*Data excerpts*
========================================================================

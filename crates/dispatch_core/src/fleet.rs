//! Fleet allocation: owns MFU state for the duration of one dispatch cycle
//! and assigns each sequenced route to the best available unit.
//!
//! Assignment is inherently sequential: every decision depends on the load
//! and position state mutated by the previous one, so the allocator runs
//! single-writer. Each assignment applies atomically per route; a unit is
//! either fully updated or untouched.

use std::collections::HashMap;

use serde::{Deserialize, Serialize};
use tracing::{debug, warn};

use crate::dispatch::CancelToken;
use crate::error::DispatchError;
use crate::geo;
use crate::model::{ActiveAssignment, MfuId, MobileFulfillmentUnit, Route, RouteId};

/// Score penalty per unit of existing load, biasing assignment away from
/// already-loaded units.
pub const DEFAULT_LOAD_PENALTY: f64 = 10.0;

/// One route→unit pairing from an allocation pass.
#[derive(Debug, Clone, PartialEq, Eq, Serialize, Deserialize)]
pub struct RouteAssignment {
    pub route: RouteId,
    pub mfu: MfuId,
}

/// Result of one allocation pass. Partial allocation is a normal outcome:
/// routes that no unit can take are listed in `unassigned`, never dropped.
#[derive(Debug, Clone)]
pub struct AssignmentOutcome {
    /// Every input route, in input order, with `mfu` set where assigned.
    pub routes: Vec<Route>,
    /// Pairings in decision order (shortest route first).
    pub assignments: Vec<RouteAssignment>,
    /// Routes no eligible unit could take, in input order.
    pub unassigned: Vec<RouteId>,
    /// True when a cancellation stopped the pass early; routes not yet
    /// decided are reported unassigned.
    pub cancelled: bool,
}

/// Owns the fleet for one dispatch cycle.
pub struct FleetAllocator {
    units: Vec<MobileFulfillmentUnit>,
    index: HashMap<MfuId, usize>,
    load_penalty: f64,
}

impl Default for FleetAllocator {
    fn default() -> Self {
        Self::new()
    }
}

impl FleetAllocator {
    pub fn new() -> Self {
        Self::with_load_penalty(DEFAULT_LOAD_PENALTY)
    }

    pub fn with_load_penalty(load_penalty: f64) -> Self {
        Self {
            units: Vec::new(),
            index: HashMap::new(),
            load_penalty,
        }
    }

    /// Add a unit to the managed fleet.
    ///
    /// Rejects duplicate identities and zero-capacity units; a rejected
    /// registration leaves the fleet unchanged.
    pub fn register(&mut self, unit: MobileFulfillmentUnit) -> Result<(), DispatchError> {
        if unit.capacity == 0 {
            return Err(DispatchError::InvalidCapacity(unit.id));
        }
        if self.index.contains_key(&unit.id) {
            return Err(DispatchError::DuplicateUnit(unit.id));
        }
        self.index.insert(unit.id.clone(), self.units.len());
        self.units.push(unit);
        Ok(())
    }

    pub fn len(&self) -> usize {
        self.units.len()
    }

    pub fn is_empty(&self) -> bool {
        self.units.is_empty()
    }

    pub fn units(&self) -> &[MobileFulfillmentUnit] {
        &self.units
    }

    pub fn unit(&self, id: &MfuId) -> Option<&MobileFulfillmentUnit> {
        self.index.get(id).map(|&i| &self.units[i])
    }

    /// Greedily assign routes to units.
    ///
    /// Routes are taken shortest total time first so urgent routes get first
    /// pick of the best unit; ties keep the input order. A unit takes at most
    /// one route per pass, and candidates are scored by distance to the
    /// route's first stop plus the load penalty, earliest registered unit
    /// winning ties.
    pub fn assign(&mut self, mut routes: Vec<Route>, cancel: Option<&CancelToken>) -> AssignmentOutcome {
        let mut order: Vec<usize> = (0..routes.len()).collect();
        order.sort_by(|&a, &b| {
            routes[a]
                .total_time_minutes
                .total_cmp(&routes[b].total_time_minutes)
                .then(a.cmp(&b))
        });

        let mut assignments = Vec::new();
        let mut taken_this_cycle = vec![false; self.units.len()];
        let mut cancelled = false;

        for route_idx in order {
            if cancel.map_or(false, CancelToken::is_cancelled) {
                cancelled = true;
                break;
            }

            let Some(first_stop) = routes[route_idx].orders.first().map(|o| o.location) else {
                continue;
            };
            let order_count = routes[route_idx].orders.len() as u32;

            let mut best: Option<(usize, f64)> = None;
            for (unit_idx, unit) in self.units.iter().enumerate() {
                if taken_this_cycle[unit_idx] || !unit.is_idle() {
                    continue;
                }
                if unit.load + order_count > unit.capacity {
                    continue;
                }
                let score = geo::distance_km(unit.location, first_stop)
                    + f64::from(unit.load) * self.load_penalty;
                // Strict less-than keeps the earliest registered unit on ties.
                if best.map_or(true, |(_, best_score)| score < best_score) {
                    best = Some((unit_idx, score));
                }
            }

            if let Some((unit_idx, score)) = best {
                let mfu_id = self.units[unit_idx].id.clone();
                routes[route_idx].mfu = Some(mfu_id.clone());
                let unit = &mut self.units[unit_idx];
                unit.load += order_count;
                unit.assignment = Some(ActiveAssignment::new(routes[route_idx].clone()));
                taken_this_cycle[unit_idx] = true;
                debug!(route = %routes[route_idx].id, mfu = %mfu_id, score, "route assigned");
                assignments.push(RouteAssignment {
                    route: routes[route_idx].id,
                    mfu: mfu_id,
                });
            }
        }

        let unassigned: Vec<RouteId> = routes
            .iter()
            .filter(|r| r.mfu.is_none())
            .map(|r| r.id)
            .collect();
        if !unassigned.is_empty() && !cancelled {
            warn!(
                count = unassigned.len(),
                "routes left unassigned: fleet under capacity"
            );
        }

        AssignmentOutcome {
            routes,
            assignments,
            unassigned,
            cancelled,
        }
    }

    /// Simulate one step of physical movement: every unit with an active
    /// assignment drives to its first remaining stop and delivers it. A unit
    /// whose route is exhausted is released back to idle.
    pub fn advance(&mut self) {
        for unit in &mut self.units {
            let Some(assignment) = unit.assignment.as_mut() else {
                continue;
            };
            if let Some(order) = assignment.next_order() {
                unit.location = order.location;
                unit.load = unit.load.saturating_sub(1);
                assignment.next_stop += 1;
            }
            if assignment.next_order().is_none() {
                unit.assignment = None;
            }
        }
    }
}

========================================================================

Write out the whole listing above once more, exactly.

filename crates/dispatch_core/src/fleet.rs
//! Fleet allocation: owns MFU state for the duration of one dispatch cycle
//! and assigns each sequenced route to the best available unit.
//!
//! Assignment is inherently sequential: every decision depends on the load
//! and position state mutated by the previous one, so the allocator runs
//! single-writer. Each assignment applies atomically per route; a unit is
//! either fully updated or untouched.

use std::collections::HashMap;

use serde::{Deserialize, Serialize};
use tracing::{debug, warn};

use crate::dispatch::CancelToken;
use crate::error::DispatchError;
use crate::geo;
use crate::model::{ActiveAssignment, MfuId, MobileFulfillmentUnit, Route, RouteId};

/// Score penalty per unit of existing load, biasing assignment away from
/// already-loaded units.
pub const DEFAULT_LOAD_PENALTY: f64 = 10.0;

/// One route→unit pairing from an allocation pass.
#[derive(Debug, Clone, PartialEq, Eq, Serialize, Deserialize)]
pub struct RouteAssignment {
    pub route: RouteId,
    pub mfu: MfuId,
}

/// Result of one allocation pass. Partial allocation is a normal outcome:
/// routes that no unit can take are listed in `unassigned`, never dropped.
#[derive(Debug, Clone)]
pub struct AssignmentOutcome {
    /// Every input route, in input order, with `mfu` set where assigned.
    pub routes: Vec<Route>,
    /// Pairings in decision order (shortest route first).
    pub assignments: Vec<RouteAssignment>,
    /// Routes no eligible unit could take, in input order.
    pub unassigned: Vec<RouteId>,
    /// True when a cancellation stopped the pass early; routes not yet
    /// decided are reported unassigned.
    pub cancelled: bool,
}

/// Owns the fleet for one dispatch cycle.
pub struct FleetAllocator {
    units: Vec<MobileFulfillmentUnit>,
    index: HashMap<MfuId, usize>,
    load_penalty: f64,
}

impl Default for FleetAllocator {
    fn default() -> Self {
        Self::new()
    }
}

impl FleetAllocator {
    pub fn new() -> Self {
        Self::with_load_penalty(DEFAULT_LOAD_PENALTY)
    }

    pub fn with_load_penalty(load_penalty: f64) -> Self {
        Self {
            units: Vec::new(),
            index: HashMap::new(),
            load_penalty,
        }
    }

    /// Add a unit to the managed fleet.
    ///
    /// Rejects duplicate identities and zero-capacity units; a rejected
    /// registration leaves the fleet unchanged.
    pub fn register(&mut self, unit: MobileFulfillmentUnit) -> Result<(), DispatchError> {
        if unit.capacity == 0 {
            return Err(DispatchError::InvalidCapacity(unit.id));
        }
        if self.index.contains_key(&unit.id) {
            return Err(DispatchError::DuplicateUnit(unit.id));
        }
        self.index.insert(unit.id.clone(), self.units.len());
        self.units.push(unit);
        Ok(())
    }

    pub fn len(&self) -> usize {
        self.units.len()
    }

    pub fn is_empty(&self) -> bool {
        self.units.is_empty()
    }

    pub fn units(&self) -> &[MobileFulfillmentUnit] {
        &self.units
    }

    pub fn unit(&self, id: &MfuId) -> Option<&MobileFulfillmentUnit> {
        self.index.get(id).map(|&i| &self.units[i])
    }

    /// Greedily assign routes to units.
    ///
    /// Routes are taken shortest total time first so urgent routes get first
    /// pick of the best unit; ties keep the input order. A unit takes at most
    /// one route per pass, and candidates are scored by distance to the
    /// route's first stop plus the load penalty, earliest registered unit
    /// winning ties.
    pub fn assign(&mut self, mut routes: Vec<Route>, cancel: Option<&CancelToken>) -> AssignmentOutcome {
        let mut order: Vec<usize> = (0..routes.len()).collect();
        order.sort_by(|&a, &b| {
            routes[a]
                .total_time_minutes
                .total_cmp(&routes[b].total_time_minutes)
                .then(a.cmp(&b))
        });

        let mut assignments = Vec::new();
        let mut taken_this_cycle = vec![false; self.units.len()];
        let mut cancelled = false;

        for route_idx in order {
            if cancel.map_or(false, CancelToken::is_cancelled) {
                cancelled = true;
                break;
            }

            let Some(first_stop) = routes[route_idx].orders.first().map(|o| o.location) else {
                continue;
            };
            let order_count = routes[route_idx].orders.len() as u32;

            let mut best: Option<(usize, f64)> = None;
            for (unit_idx, unit) in self.units.iter().enumerate() {
                if taken_this_cycle[unit_idx] || !unit.is_idle() {
                    continue;
                }
                if unit.load + order_count > unit.capacity {
                    continue;
                }
                let score = geo::distance_km(unit.location, first_stop)
                    + f64::from(unit.load) * self.load_penalty;
                // Strict less-than keeps the earliest registered unit on ties.
                if best.map_or(true, |(_, best_score)| score < best_score) {
                    best = Some((unit_idx, score));
                }
            }

            if let Some((unit_idx, score)) = best {
                let mfu_id = self.units[unit_idx].id.clone();
                routes[route_idx].mfu = Some(mfu_id.clone());
                let unit = &mut self.units[unit_idx];
                unit.load += order_count;
                unit.assignment = Some(ActiveAssignment::new(routes[route_idx].clone()));
                taken_this_cycle[unit_idx] = true;
                debug!(route = %routes[route_idx].id, mfu = %mfu_id, score, "route assigned");
                assignments.push(RouteAssignment {
                    route: routes[route_idx].id,
                    mfu: mfu_id,
                });
            }
        }

        let unassigned: Vec<RouteId> = routes
            .iter()
            .filter(|r| r.mfu.is_none())
            .map(|r| r.id)
            .collect();
        if !unassigned.is_empty() && !cancelled {
            warn!(
                count = unassigned.len(),
                "routes left unassigned: fleet under capacity"
            );
        }

        AssignmentOutcome {
            routes,
            assignments,
            unassigned,
            cancelled,
        }
    }

    /// Simulate one step of physical movement: every unit with an active
    /// assignment drives to its first remaining stop and delivers it. A unit
    /// whose route is exhausted is released back to idle.
    pub fn advance(&mut self) {
        for unit in &mut self.units {
            let Some(assignment) = unit.assignment.as_mut() else {
                continue;
            };
            if let Some(order) = assignment.next_order() {
                unit.location = order.location;
                unit.load = unit.load.saturating_sub(1);
                assignment.next_stop += 1;
            }
            if assignment.next_order().is_none() {
                unit.assignment = None;
            }
        }
    }
}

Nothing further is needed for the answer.